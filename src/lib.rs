//! Read and write Unreal Engine `.pak` archives: mount an existing archive,
//! enumerate and lazily read its entries, or build a new archive from
//! scratch and save it back out, byte-compatible with the reference
//! `UnrealPak` tool.
//!
//! ```no_run
//! use std::io::Cursor;
//! use unpak::{Compression, PakBuilder};
//!
//! # fn main() -> unpak::Result<()> {
//! let mut pak = PakBuilder::new().create("../../../MyGame/", Compression::None);
//! pak.add_entry("Content/Hello.uasset", b"hello".to_vec())?;
//!
//! let mut out = Cursor::new(Vec::new());
//! pak.save::<Cursor<Vec<u8>>, _>(&mut out, None)?;
//! # Ok(())
//! # }
//! ```

mod compression;
mod entry;
mod error;
mod ext;
mod footer;
mod hash;
mod index;
mod name;
mod ordered_map;
mod pak;

pub use compression::{Compression, OodleAdapter};
pub use error::{Error, Result};
pub use footer::MAGIC;
pub use name::{Name, NameEncoding};
pub use pak::{Asset, PakBuilder, PakFile};

/// The on-disk pak format version this crate reads and writes. Only
/// versions carrying the FNV64 path-hash fix (11 and later) are supported;
/// anything older is rejected with [`Error::UnsupportedVersion`].
#[derive(Debug, Clone, Copy, PartialEq, Eq, PartialOrd, Ord)]
pub struct Version(pub i16);

impl std::fmt::Display for Version {
    fn fmt(&self, f: &mut std::fmt::Formatter<'_>) -> std::fmt::Result {
        write!(f, "V{}", self.0)
    }
}

impl Version {
    pub const MIN_SUPPORTED: Version = Version(footer::MIN_VERSION);
    pub const LATEST: Version = Version(footer::LATEST_VERSION);
}
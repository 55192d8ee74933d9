//! Conversation stage machine
//!
//! A pure transition picks the next stage and reply source; [`advance`]
//! runs it against a session, calling the relay when the stage delegates.

mod stage;
pub(crate) mod transition;

#[cfg(test)]
mod proptests;

pub use stage::Stage;
pub use transition::{transition, Action, Transition};

use crate::relay::ResponseRelay;
use crate::sentiment::Emotion;
use crate::session::Session;

/// Shown in place of a model reply when the relay fails
pub const FALLBACK_REPLY: &str = "I'm sorry, something went wrong. Can you please try again?";

/// What a completed turn produced
#[derive(Debug, Clone, PartialEq, Eq)]
pub struct TurnOutcome {
    pub reply: String,
    pub stage: Stage,
    pub emotion: Option<Emotion>,
    /// One-off notice for the user, set when the relay failed
    pub notice: Option<String>,
}

/// Run one user turn. Never fails: relay errors become [`FALLBACK_REPLY`]
/// plus a notice. The transcript grows by exactly two messages.
pub async fn advance(session: &mut Session, relay: &ResponseRelay, user_text: &str) -> TurnOutcome {
    let current = session.stage();
    let Transition {
        next,
        action,
        emotion,
    } = transition(current, user_text);

    let (reply, notice) = match action {
        Action::Reply(text) => (text.to_string(), None),
        Action::Delegate => match relay.generate(session.transcript(), user_text).await {
            Ok(text) => (text, None),
            Err(e) => {
                tracing::warn!(
                    session_id = %session.id(),
                    error = %e,
                    "Relay failed, answering with fallback"
                );
                (
                    FALLBACK_REPLY.to_string(),
                    Some(format!("Error fetching response: {e}")),
                )
            }
        },
    };

    session.record_turn(user_text, &reply, next);

    tracing::info!(
        session_id = %session.id(),
        from = %current,
        to = %next,
        emotion = emotion.map(Emotion::as_str),
        "Turn completed"
    );

    TurnOutcome {
        reply,
        stage: next,
        emotion,
        notice,
    }
}

#[cfg(test)]
mod tests {
    use super::transition::{motivational_reply, NEGATIVE_REPLY, NEUTRAL_REPLY, PROBE_REPLY};
    use super::*;
    use crate::llm::testing::MockGenerator;
    use crate::llm::LlmError;
    use crate::session::{Message, GREETING};
    use std::sync::Arc;
    use std::time::Duration;

    fn relay(mock: &Arc<MockGenerator>) -> ResponseRelay {
        ResponseRelay::new(mock.clone(), Duration::from_secs(5))
    }

    #[tokio::test]
    async fn test_nervous_student_scenario() {
        let mock = Arc::new(MockGenerator::new("mock"));
        let relay = relay(&mock);
        let mut session = Session::new("s1");

        let outcome = advance(&mut session, &relay, "I'm so nervous about this").await;
        assert_eq!(outcome.reply, NEGATIVE_REPLY);
        assert_eq!(outcome.emotion, Some(Emotion::Negative));
        assert_eq!(outcome.stage, Stage::Probe);
        assert_eq!(session.stage(), Stage::Probe);
        assert_eq!(
            session.transcript(),
            &[
                Message::assistant(GREETING),
                Message::user("I'm so nervous about this"),
                Message::assistant(NEGATIVE_REPLY),
            ]
        );
        assert!(mock.recorded_requests().is_empty());
    }

    #[tokio::test]
    async fn test_full_conversation() {
        let mock = Arc::new(MockGenerator::new("mock"));
        mock.queue_chunks(&["Good start! ", "Now find the LCD."]);
        let relay = relay(&mock);
        let mut session = Session::new("s1");

        let first = advance(&mut session, &relay, "meh").await;
        assert_eq!(first.reply, NEUTRAL_REPLY);

        let second = advance(&mut session, &relay, "1/2 + 1/3").await;
        assert_eq!(second.reply, PROBE_REPLY);
        assert_eq!(second.stage, Stage::Solve);

        let third = advance(&mut session, &relay, "find a common denominator?").await;
        assert_eq!(third.reply, "Good start! Now find the LCD.");
        assert_eq!(third.stage, Stage::Solve);
        assert_eq!(third.notice, None);
        assert_eq!(session.transcript().len(), 7);

        // The prompt carries everything before the new turn, then the turn itself
        let prompt = &mock.recorded_requests()[0].prompt;
        assert!(prompt.contains(&format!("Assistant: {PROBE_REPLY}\nUser: find a common denominator?\nAssistant:")));
        assert_eq!(prompt.matches("find a common denominator?").count(), 1);
    }

    #[tokio::test]
    async fn test_relay_timeout_falls_back() {
        let mock = Arc::new(MockGenerator::new("mock"));
        mock.set_delay(Duration::from_secs(10));
        let relay = ResponseRelay::new(mock.clone(), Duration::from_millis(50));
        let mut session = Session::new("s1");
        advance(&mut session, &relay, "hi").await;
        advance(&mut session, &relay, "3/4 - 1/8").await;
        let before = session.transcript().len();

        let outcome = advance(&mut session, &relay, "subtract?").await;
        assert_eq!(outcome.reply, FALLBACK_REPLY);
        assert_eq!(outcome.stage, Stage::Solve);
        assert!(outcome.notice.unwrap().starts_with("Error fetching response:"));
        assert_eq!(session.stage(), Stage::Solve);
        assert_eq!(session.transcript().len(), before + 2);
        assert_eq!(
            session.transcript().last(),
            Some(&Message::assistant(FALLBACK_REPLY))
        );
    }

    #[tokio::test]
    async fn test_session_continues_after_failure() {
        let mock = Arc::new(MockGenerator::new("mock"));
        mock.queue_error(LlmError::server_error("Server error: 502"));
        mock.queue_chunks(&["Back online."]);
        let relay = relay(&mock);
        let mut session = Session::new("s1");
        advance(&mut session, &relay, "hi").await;
        advance(&mut session, &relay, "1/2").await;

        let failed = advance(&mut session, &relay, "first try").await;
        assert_eq!(failed.reply, FALLBACK_REPLY);

        let retried = advance(&mut session, &relay, "second try").await;
        assert_eq!(retried.reply, "Back online.");
        assert_eq!(retried.notice, None);
        assert_eq!(mock.recorded_requests().len(), 2);
    }

    #[tokio::test]
    async fn test_reset_after_solve() {
        let mock = Arc::new(MockGenerator::new("mock"));
        let relay = relay(&mock);
        let mut session = Session::new("s1");
        for text in ["hi", "1/2", "help"] {
            advance(&mut session, &relay, text).await;
        }
        assert_eq!(session.stage(), Stage::Solve);

        session.reset();
        assert_eq!(session.stage(), Stage::Greeting);
        assert_eq!(session.transcript(), &[Message::assistant(GREETING)]);

        let outcome = advance(&mut session, &relay, "I'm excited").await;
        assert_eq!(outcome.reply, motivational_reply(Emotion::Positive));
    }
}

**Exercise prompt:** Search the material above for the word "super", then copy out each line that has it.

**Result of this exercise:**
    use super::transition::{motivational_reply, NEGATIVE_REPLY, NEUTRAL_REPLY, PROBE_REPLY};
    use super::*;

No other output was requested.